Dr Roberts: The Internet's in Trouble

It seems every few years, someone predicts doom for the Internet. It's Larry Roberts's turn.

According to Roberts -- well known as a team member behind Arpanet, the project that eventually grew into today's Internet -- it's not technology that has the Internet in trouble, but economics. Specifically, router prices are going to have a crippling effect, he believes.

Roberts's prediction appears today on Light Reading's brainier cousin site, Internet Evolution.

His latest concern is that, while bandwidth requirements continue to climb, router prices aren't falling at a similar rate. "The cost of Internet capacity would therefore double every three years without some key new innovation," he writes. "The economy could not support this for very long."

Those who have followed Roberts's career won't be surprised to hear his answer: flow-based routing, the technology he pursued with startup Caspian Networks and with his current venture, Anagran Inc. (See Flow-Based Networking and Anagran Promises TLC for TCP.)

His complete essay may be found here.

— Craig Matsumoto, West Coast Editor, Light Reading

gocowboys 12/5/2012 | 3:00:03 PM
re: Dr Roberts: The Internet's in Trouble This is just blatant marketing. They are developing a completely new technology requiring network forklift upgrades. Clearly, they want to create a paranoia and buzz that merits this type of change.

For anyone interested, I am attaching a Larry Roberts article vintage 2003 on flow routing:

http://www.packet.cc/files/Flo...

I just love little companies that are trying to boil the ocean. :-)




tsat 12/5/2012 | 3:00:04 PM
re: Dr Roberts: The Internet's in Trouble
Good point. The fact is that routers work. They might not be that sexy anymore, but they are the proven foundation of the Internet.
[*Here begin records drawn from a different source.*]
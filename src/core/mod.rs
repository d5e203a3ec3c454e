//! Fundamental value types and math utilities.

pub mod math;
mod vec;
mod waypoint;

pub use vec::Vec2d;
pub use waypoint::Waypoint;
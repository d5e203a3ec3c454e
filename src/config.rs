//! Robot limits and trajectory generation parameters.

use serde::{Deserialize, Serialize};

use crate::core::Waypoint;
use crate::error::{PlanError, Result};
use crate::path::PathType;

/// Physical limits of the robot.
///
/// All fields are in consistent units of the caller's choosing (e.g. meters
/// and seconds); the generated trajectories inherit those units.
#[derive(Clone, Copy, Debug, PartialEq, Serialize, Deserialize)]
pub struct RobotSpecs {
    /// Maximum velocity.
    pub max_v: f64,
    /// Maximum acceleration.
    pub max_a: f64,
    /// Distance between the left and right wheels.
    pub base_width: f64,
}

impl RobotSpecs {
    /// Create a new set of robot specs.
    #[inline]
    pub fn new(max_v: f64, max_a: f64, base_width: f64) -> Self {
        Self {
            max_v,
            max_a,
            base_width,
        }
    }

    pub(crate) fn validate(&self) -> Result<()> {
        if !(self.max_v > 0.0) {
            return Err(PlanError::InvalidParams(format!(
                "max velocity must be positive, got {}",
                self.max_v
            )));
        }
        if !(self.max_a > 0.0) {
            return Err(PlanError::InvalidParams(format!(
                "max acceleration must be positive, got {}",
                self.max_a
            )));
        }
        if !(self.base_width > 0.0) {
            return Err(PlanError::InvalidParams(format!(
                "base width must be positive, got {}",
                self.base_width
            )));
        }
        Ok(())
    }
}

/// Parameters controlling trajectory generation.
#[derive(Clone, Debug, PartialEq, Serialize, Deserialize)]
pub struct TrajectoryParams {
    /// Waypoints the path must pass through, in traversal order.
    pub waypoints: Vec<Waypoint>,
    /// Turn smoothness constant: the magnitude of the tangent vectors derived
    /// from waypoint headings. Larger values smooth the turns at the
    /// waypoints at the cost of longer paths.
    pub alpha: f64,
    /// Number of sample moments along the trajectory.
    pub seg_count: usize,
    /// Whether the trajectory is meant to drive a tank drive robot. Tank
    /// trajectories slow down through turns and carry the per-sample
    /// curvature needed to derive wheel tracks.
    pub is_tank: bool,
    /// Spline family used to join the waypoints.
    pub path_type: PathType,
}

impl TrajectoryParams {
    pub(crate) fn validate(&self) -> Result<()> {
        if self.waypoints.len() < 2 {
            return Err(PlanError::InvalidParams(format!(
                "at least two waypoints are required, got {}",
                self.waypoints.len()
            )));
        }
        if self.seg_count == 0 {
            return Err(PlanError::InvalidParams(
                "segment count must be positive".to_string(),
            ));
        }
        if !(self.alpha > 0.0) || !self.alpha.is_finite() {
            return Err(PlanError::InvalidParams(format!(
                "alpha must be positive and finite, got {}",
                self.alpha
            )));
        }
        Ok(())
    }
}
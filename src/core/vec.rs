//! Planar vector type used throughout path and trajectory math.

use serde::{Deserialize, Serialize};
use std::ops::{Add, Mul, Neg, Sub};

/// A 2D vector or point in the field frame (f64).
#[derive(Clone, Copy, Debug, PartialEq, Default, Serialize, Deserialize)]
pub struct Vec2d {
    /// X coordinate.
    pub x: f64,
    /// Y coordinate.
    pub y: f64,
}

impl Vec2d {
    /// Create a new vector.
    #[inline]
    pub fn new(x: f64, y: f64) -> Self {
        Self { x, y }
    }

    /// Zero vector (origin).
    pub const ZERO: Vec2d = Vec2d { x: 0.0, y: 0.0 };

    /// Euclidean distance to another point.
    #[inline]
    pub fn dist(&self, other: Vec2d) -> f64 {
        (self.x - other.x).hypot(self.y - other.y)
    }

    /// Length (magnitude) of this vector.
    #[inline]
    pub fn length(&self) -> f64 {
        self.x.hypot(self.y)
    }

    /// Dot product with another vector.
    #[inline]
    pub fn dot(&self, other: Vec2d) -> f64 {
        self.x * other.x + self.y * other.y
    }
}

impl Add for Vec2d {
    type Output = Self;

    #[inline]
    fn add(self, other: Self) -> Self {
        Vec2d::new(self.x + other.x, self.y + other.y)
    }
}

impl Sub for Vec2d {
    type Output = Self;

    #[inline]
    fn sub(self, other: Self) -> Self {
        Vec2d::new(self.x - other.x, self.y - other.y)
    }
}

impl Mul<f64> for Vec2d {
    type Output = Self;

    #[inline]
    fn mul(self, scalar: f64) -> Self {
        Vec2d::new(self.x * scalar, self.y * scalar)
    }
}

impl Neg for Vec2d {
    type Output = Self;

    #[inline]
    fn neg(self) -> Self {
        Vec2d::new(-self.x, -self.y)
    }
}

#[cfg(test)]
mod tests {
    use super::*;

    #[test]
    fn test_dist() {
        let a = Vec2d::new(0.0, 0.0);
        let b = Vec2d::new(3.0, 4.0);
        assert!((a.dist(b) - 5.0).abs() < 1e-12);
    }

    #[test]
    fn test_ops() {
        let a = Vec2d::new(1.0, 2.0);
        let b = Vec2d::new(-3.0, 0.5);
        assert_eq!(a + b, Vec2d::new(-2.0, 2.5));
        assert_eq!(a - b, Vec2d::new(4.0, 1.5));
        assert_eq!(a * 2.0, Vec2d::new(2.0, 4.0));
        assert_eq!(-a, Vec2d::new(-1.0, -2.0));
    }

    #[test]
    fn test_dot() {
        let a = Vec2d::new(1.0, 0.0);
        let b = Vec2d::new(0.0, 1.0);
        assert_eq!(a.dot(b), 0.0);
        assert_eq!(a.dot(a), 1.0);
    }
}
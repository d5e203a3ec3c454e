//! Trajectory generation benchmarks.
//!
//! Run with: `cargo bench`
//! View HTML reports in: `target/criterion/`

use criterion::{black_box, criterion_group, criterion_main, Criterion};
use std::f64::consts::FRAC_PI_2;

use gati_plan::{
    BasicTrajectory, PathType, RobotSpecs, TankDriveTrajectory, TrajectoryParams, Waypoint,
};

/// S-shaped three-waypoint route used by all benchmarks.
fn route() -> Vec<Waypoint> {
    vec![
        Waypoint::new(0.0, 0.0, 0.0),
        Waypoint::new(5.0, 5.0, FRAC_PI_2),
        Waypoint::new(10.0, 0.0, 0.0),
    ]
}

fn params(seg_count: usize, is_tank: bool, path_type: PathType) -> TrajectoryParams {
    TrajectoryParams {
        waypoints: route(),
        alpha: 10.0,
        seg_count,
        is_tank,
        path_type,
    }
}

fn bench_basic_generation(c: &mut Criterion) {
    let specs = RobotSpecs::new(3.0, 1.0, 1.0);
    let mut group = c.benchmark_group("basic_generation");

    for seg_count in [100, 500, 2000] {
        group.bench_function(format!("cubic_{seg_count}"), |b| {
            b.iter(|| {
                BasicTrajectory::new(
                    black_box(specs),
                    black_box(params(seg_count, false, PathType::CubicHermite)),
                )
                .unwrap()
            })
        });
    }
    for path_type in [PathType::Bezier, PathType::QuinticHermite] {
        group.bench_function(format!("{path_type:?}_500"), |b| {
            b.iter(|| {
                BasicTrajectory::new(black_box(specs), black_box(params(500, false, path_type)))
                    .unwrap()
            })
        });
    }
    group.finish();
}

fn bench_tank_derivation(c: &mut Criterion) {
    let specs = RobotSpecs::new(3.0, 1.0, 1.0);
    let basic =
        BasicTrajectory::new(specs, params(500, true, PathType::CubicHermite)).unwrap();

    c.bench_function("tank_derivation_500", |b| {
        b.iter(|| TankDriveTrajectory::new(black_box(&basic)).unwrap())
    });
}

fn bench_query(c: &mut Criterion) {
    let specs = RobotSpecs::new(3.0, 1.0, 1.0);
    let basic = BasicTrajectory::new(specs, params(500, true, PathType::CubicHermite)).unwrap();
    let tank = TankDriveTrajectory::new(&basic).unwrap();
    let total = tank.total_time();

    c.bench_function("tank_get_midpoint", |b| {
        b.iter(|| tank.get(black_box(total / 2.0)))
    });
}

criterion_group!(
    benches,
    bench_basic_generation,
    bench_tank_derivation,
    bench_query
);
criterion_main!(benches);
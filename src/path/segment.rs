//! Parametric spline segments joining pairs of waypoints.
//!
//! Each segment is one curve over a local parameter t in [0, 1] with its
//! endpoint tangents derived from the waypoint headings and the path's alpha.
//! The three families trade smoothness for stiffness: Bezier and cubic
//! Hermite concatenations are C1 across waypoints, quintic Hermite is C2
//! because every segment pins its endpoint second derivatives to zero.

use crate::core::{Vec2d, Waypoint};

use super::PathType;

/// One parametric spline piece, dispatched by family.
#[derive(Clone, Copy, Debug, PartialEq)]
pub enum SplineSegment {
    /// Cubic Bezier with four control points.
    Bezier {
        p0: Vec2d,
        p1: Vec2d,
        p2: Vec2d,
        p3: Vec2d,
    },
    /// Cubic Hermite from endpoints and endpoint tangents.
    CubicHermite {
        p0: Vec2d,
        p1: Vec2d,
        m0: Vec2d,
        m1: Vec2d,
    },
    /// Quintic Hermite from endpoints and endpoint tangents, with zero
    /// second derivative at both ends.
    QuinticHermite {
        p0: Vec2d,
        p1: Vec2d,
        m0: Vec2d,
        m1: Vec2d,
    },
}

impl SplineSegment {
    /// Build the segment joining `start` to `end` for the given family.
    ///
    /// The tangent at each waypoint is `alpha * (sin h, cos h)`, so the curve
    /// leaves and enters the waypoints in their heading directions.
    pub fn from_waypoints(start: &Waypoint, end: &Waypoint, alpha: f64, family: PathType) -> Self {
        let p0 = start.position();
        let p1 = end.position();
        let m0 = start.tangent(alpha);
        let m1 = end.tangent(alpha);

        match family {
            PathType::Bezier => {
                // Control points at a third of the tangent give the cubic
                // Bezier the same endpoint derivatives as the Hermite forms.
                SplineSegment::Bezier {
                    p0,
                    p1: p0 + m0 * (1.0 / 3.0),
                    p2: p1 - m1 * (1.0 / 3.0),
                    p3: p1,
                }
            }
            PathType::CubicHermite => SplineSegment::CubicHermite { p0, p1, m0, m1 },
            PathType::QuinticHermite => SplineSegment::QuinticHermite { p0, p1, m0, m1 },
        }
    }

    /// Position at local parameter t in [0, 1].
    pub fn at(&self, t: f64) -> Vec2d {
        match *self {
            SplineSegment::Bezier { p0, p1, p2, p3 } => {
                let u = 1.0 - t;
                p0 * (u * u * u) + p1 * (3.0 * u * u * t) + p2 * (3.0 * u * t * t) + p3 * (t * t * t)
            }
            SplineSegment::CubicHermite { p0, p1, m0, m1 } => {
                let t2 = t * t;
                let t3 = t2 * t;
                p0 * (2.0 * t3 - 3.0 * t2 + 1.0)
                    + m0 * (t3 - 2.0 * t2 + t)
                    + p1 * (-2.0 * t3 + 3.0 * t2)
                    + m1 * (t3 - t2)
            }
            SplineSegment::QuinticHermite { p0, p1, m0, m1 } => {
                let t3 = t * t * t;
                let t4 = t3 * t;
                let t5 = t4 * t;
                p0 * (1.0 - 10.0 * t3 + 15.0 * t4 - 6.0 * t5)
                    + m0 * (t - 6.0 * t3 + 8.0 * t4 - 3.0 * t5)
                    + p1 * (10.0 * t3 - 15.0 * t4 + 6.0 * t5)
                    + m1 * (-4.0 * t3 + 7.0 * t4 - 3.0 * t5)
            }
        }
    }

    /// First derivative with respect to t.
    pub fn deriv_at(&self, t: f64) -> Vec2d {
        match *self {
            SplineSegment::Bezier { p0, p1, p2, p3 } => {
                let u = 1.0 - t;
                (p1 - p0) * (3.0 * u * u) + (p2 - p1) * (6.0 * u * t) + (p3 - p2) * (3.0 * t * t)
            }
            SplineSegment::CubicHermite { p0, p1, m0, m1 } => {
                let t2 = t * t;
                p0 * (6.0 * t2 - 6.0 * t)
                    + m0 * (3.0 * t2 - 4.0 * t + 1.0)
                    + p1 * (-6.0 * t2 + 6.0 * t)
                    + m1 * (3.0 * t2 - 2.0 * t)
            }
            SplineSegment::QuinticHermite { p0, p1, m0, m1 } => {
                let t2 = t * t;
                let t3 = t2 * t;
                let t4 = t3 * t;
                p0 * (-30.0 * t2 + 60.0 * t3 - 30.0 * t4)
                    + m0 * (1.0 - 18.0 * t2 + 32.0 * t3 - 15.0 * t4)
                    + p1 * (30.0 * t2 - 60.0 * t3 + 30.0 * t4)
                    + m1 * (-12.0 * t2 + 28.0 * t3 - 15.0 * t4)
            }
        }
    }

    /// Second derivative with respect to t.
    pub fn second_deriv_at(&self, t: f64) -> Vec2d {
        match *self {
            SplineSegment::Bezier { p0, p1, p2, p3 } => {
                let u = 1.0 - t;
                (p2 - p1 * 2.0 + p0) * (6.0 * u) + (p3 - p2 * 2.0 + p1) * (6.0 * t)
            }
            SplineSegment::CubicHermite { p0, p1, m0, m1 } => {
                p0 * (12.0 * t - 6.0)
                    + m0 * (6.0 * t - 4.0)
                    + p1 * (-12.0 * t + 6.0)
                    + m1 * (6.0 * t - 2.0)
            }
            SplineSegment::QuinticHermite { p0, p1, m0, m1 } => {
                let t2 = t * t;
                let t3 = t2 * t;
                p0 * (-60.0 * t + 180.0 * t2 - 120.0 * t3)
                    + m0 * (-36.0 * t + 96.0 * t2 - 60.0 * t3)
                    + p1 * (60.0 * t - 180.0 * t2 + 120.0 * t3)
                    + m1 * (-24.0 * t + 84.0 * t2 - 60.0 * t3)
            }
        }
    }
}

#[cfg(test)]
mod tests {
    use super::*;
    use std::f64::consts::FRAC_PI_2;

    const FAMILIES: [PathType; 3] = [
        PathType::Bezier,
        PathType::CubicHermite,
        PathType::QuinticHermite,
    ];

    fn endpoints() -> (Waypoint, Waypoint) {
        (
            Waypoint::new(0.0, 0.0, 0.0),
            Waypoint::new(4.0, 6.0, FRAC_PI_2),
        )
    }

    #[test]
    fn test_interpolates_endpoints() {
        let (start, end) = endpoints();
        for family in FAMILIES {
            let seg = SplineSegment::from_waypoints(&start, &end, 5.0, family);
            assert!(seg.at(0.0).dist(start.position()) < 1e-9, "{family:?}");
            assert!(seg.at(1.0).dist(end.position()) < 1e-9, "{family:?}");
        }
    }

    #[test]
    fn test_endpoint_tangents_match_headings() {
        let (start, end) = endpoints();
        let alpha = 5.0;
        for family in FAMILIES {
            let seg = SplineSegment::from_waypoints(&start, &end, alpha, family);
            let d0 = seg.deriv_at(0.0);
            let d1 = seg.deriv_at(1.0);
            assert!(d0.dist(start.tangent(alpha)) < 1e-9, "{family:?}");
            assert!(d1.dist(end.tangent(alpha)) < 1e-9, "{family:?}");
        }
    }

    #[test]
    fn test_quintic_natural_endpoints() {
        let (start, end) = endpoints();
        let seg = SplineSegment::from_waypoints(&start, &end, 5.0, PathType::QuinticHermite);
        assert!(seg.second_deriv_at(0.0).length() < 1e-9);
        assert!(seg.second_deriv_at(1.0).length() < 1e-9);
    }

    #[test]
    fn test_derivative_consistent_with_finite_difference() {
        let (start, end) = endpoints();
        let h = 1e-6;
        for family in FAMILIES {
            let seg = SplineSegment::from_waypoints(&start, &end, 5.0, family);
            for &t in &[0.2, 0.5, 0.8] {
                let numeric = (seg.at(t + h) - seg.at(t - h)) * (1.0 / (2.0 * h));
                assert!(numeric.dist(seg.deriv_at(t)) < 1e-5, "{family:?} at {t}");
            }
        }
    }
}
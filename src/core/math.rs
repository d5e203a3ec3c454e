//! Scalar math helpers for angles, interpolation and curvature.

use std::f64::consts::{PI, TAU};

/// Wrap an angle in radians into the range (-pi, pi].
#[inline]
pub fn rangle(theta: f64) -> f64 {
    let mut a = theta % TAU;
    if a <= -PI {
        a += TAU;
    } else if a > PI {
        a -= TAU;
    }
    a
}

/// Linearly interpolate between two scalars.
#[inline]
pub fn lerp(a: f64, b: f64, f: f64) -> f64 {
    a + (b - a) * f
}

/// Interpolate between two angles in radians along the shortest arc.
///
/// Plain [`lerp`] glitches when one angle is positive and the other negative;
/// this wraps the delta first so the result never takes the long way around.
#[inline]
pub fn lerp_angle(a: f64, b: f64, f: f64) -> f64 {
    rangle(a + f * rangle(b - a))
}

/// Smallest signed difference from `src` to `target`, in (-pi, pi].
#[inline]
pub fn angle_diff(src: f64, target: f64) -> f64 {
    rangle(target - src)
}

/// Signed curvature of a parametric curve from its first and second
/// derivatives: `(x'y'' - y'x'') / (x'^2 + y'^2)^(3/2)`.
///
/// Positive for counter-clockwise turns.
#[inline]
pub fn curvature(dx: f64, ddx: f64, dy: f64, ddy: f64) -> f64 {
    (dx * ddy - dy * ddx) / (dx * dx + dy * dy).powf(1.5)
}

/// Clamp the magnitude of `v` to `limit`, preserving sign.
#[inline]
pub fn rabs(v: f64, limit: f64) -> f64 {
    if v.abs() <= limit {
        v
    } else {
        limit.copysign(v)
    }
}

#[cfg(test)]
mod tests {
    use super::*;
    use std::f64::consts::FRAC_PI_2;

    #[test]
    fn test_rangle() {
        assert!((rangle(0.0)).abs() < 1e-12);
        assert!((rangle(TAU)).abs() < 1e-12);
        assert!((rangle(3.0 * PI) - PI).abs() < 1e-12);
        assert!((rangle(-PI) - PI).abs() < 1e-12);
        assert!((rangle(-FRAC_PI_2) + FRAC_PI_2).abs() < 1e-12);
    }

    #[test]
    fn test_lerp() {
        assert_eq!(lerp(0.0, 10.0, 0.25), 2.5);
        assert_eq!(lerp(5.0, -5.0, 0.5), 0.0);
    }

    #[test]
    fn test_lerp_angle_shortest_path() {
        // Interpolating across the -pi/pi seam must not sweep through zero.
        let mid = lerp_angle(PI - 0.1, -PI + 0.1, 0.5);
        assert!((mid.abs() - PI).abs() < 1e-9);

        let quarter = lerp_angle(0.0, FRAC_PI_2, 0.5);
        assert!((quarter - FRAC_PI_2 / 2.0).abs() < 1e-12);
    }

    #[test]
    fn test_angle_diff() {
        assert!((angle_diff(0.1, -0.1) + 0.2).abs() < 1e-12);
        assert!((angle_diff(PI - 0.1, -PI + 0.1) - 0.2).abs() < 1e-12);
    }

    #[test]
    fn test_curvature_circle() {
        // Unit circle parameterized by angle: curvature is 1 everywhere.
        let theta: f64 = 0.7;
        let (dx, dy) = (-theta.sin(), theta.cos());
        let (ddx, ddy) = (-theta.cos(), -theta.sin());
        assert!((curvature(dx, ddx, dy, ddy) - 1.0).abs() < 1e-12);
    }

    #[test]
    fn test_rabs() {
        assert_eq!(rabs(3.0, 5.0), 3.0);
        assert_eq!(rabs(-3.0, 5.0), -3.0);
        assert_eq!(rabs(7.0, 5.0), 5.0);
        assert_eq!(rabs(-7.0, 5.0), -5.0);
    }
}
//! # Gati-Plan: Motion Planning for Differential Drive Robots
//!
//! A path and trajectory generation library for tank drive ("differential
//! drive") mobile robots. Given a handful of waypoints and the robot's
//! kinematic limits, it produces a time-parameterized trajectory: position,
//! heading, per-wheel distances, velocities and accelerations for every
//! instant between zero and the trajectory's total time.
//!
//! ## Quick Start
//!
//! ```
//! use gati_plan::{BasicTrajectory, PathType, RobotSpecs, TrajectoryParams, Waypoint};
//!
//! let specs = RobotSpecs::new(5.0, 3.5, 2.0);
//! let params = TrajectoryParams {
//!     waypoints: vec![
//!         Waypoint::new(0.0, 0.0, 0.0),
//!         Waypoint::new(-10.0, 14.0, std::f64::consts::FRAC_PI_2),
//!     ],
//!     alpha: 20.0,
//!     seg_count: 500,
//!     is_tank: false,
//!     path_type: PathType::QuinticHermite,
//! };
//!
//! let traj = BasicTrajectory::new(specs, params).expect("well-formed parameters");
//! let mid = traj.get(traj.total_time() / 2.0);
//! assert!(mid.vel > 0.0 && mid.vel <= specs.max_v);
//! ```
//!
//! ## Coordinate Frame
//!
//! Positions are planar (x, y) in whatever unit the waypoints use. Headings
//! are radians measured from the +Y axis, clockwise positive, so a robot at
//! heading 0 drives in the +Y direction (the field-oriented convention used
//! by the FRC ecosystem this library grew out of).
//!
//! ## Architecture
//!
//! - [`core`]: fundamental value types ([`Vec2d`], [`Waypoint`]) and math
//!   helpers
//! - [`path`]: spline segments stitched into a [`Path`], arc-length
//!   reparameterization, wheel geometry via [`WheelView`]
//! - [`trajectory`]: two-pass velocity profiling into a [`BasicTrajectory`],
//!   per-wheel derivation into a [`TankDriveTrajectory`], and the
//!   mirror/retrace transforms
//! - [`follower`]: closed-loop following of generated trajectories
//!
//! Generation is deterministic, single-threaded and free of I/O; a [`Path`]
//! is immutable once built and can be shared between trajectories.

pub mod config;
pub mod core;
pub mod error;
pub mod follower;
pub mod path;
pub mod trajectory;

pub use crate::config::{RobotSpecs, TrajectoryParams};
pub use crate::core::{Vec2d, Waypoint};
pub use crate::error::{PlanError, Result};
pub use crate::follower::{FollowerGains, FollowerInput, FollowerOutput, TankFollower};
pub use crate::path::{Path, PathType, SplineSegment, WheelView};
pub use crate::trajectory::{BasicMoment, BasicTrajectory, TankDriveMoment, TankDriveTrajectory};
Its like saying "Man, that Intel microprocessor technology is only incrementally improving, we need a radically different solution!"

Unlikely to happen.

-tsat
thausken 12/5/2012 | 3:00:05 PM
re: Dr Roberts: The Internet's in Trouble I've posted the following message also with the other article:
http://www.lightreading.com/do...

Let's start with fundamentals. What is the problem that needs solving? If there is demand for more capacity (more users? more traffic per user?), then that should mean more money to providers to provide those services, and more money to box companies to make routers. In other words, Internet capacity is not a fixed resource, and the total cost should scale with the total demand. That is a good thing.

If the growth in demand doesn't grow revenues, then the implicit suggestion is that somehow the users shouldn't or won't pay more for getting more capacity. That can only happen if engineers find cheaper solutions or the providers and box companies cut their margins.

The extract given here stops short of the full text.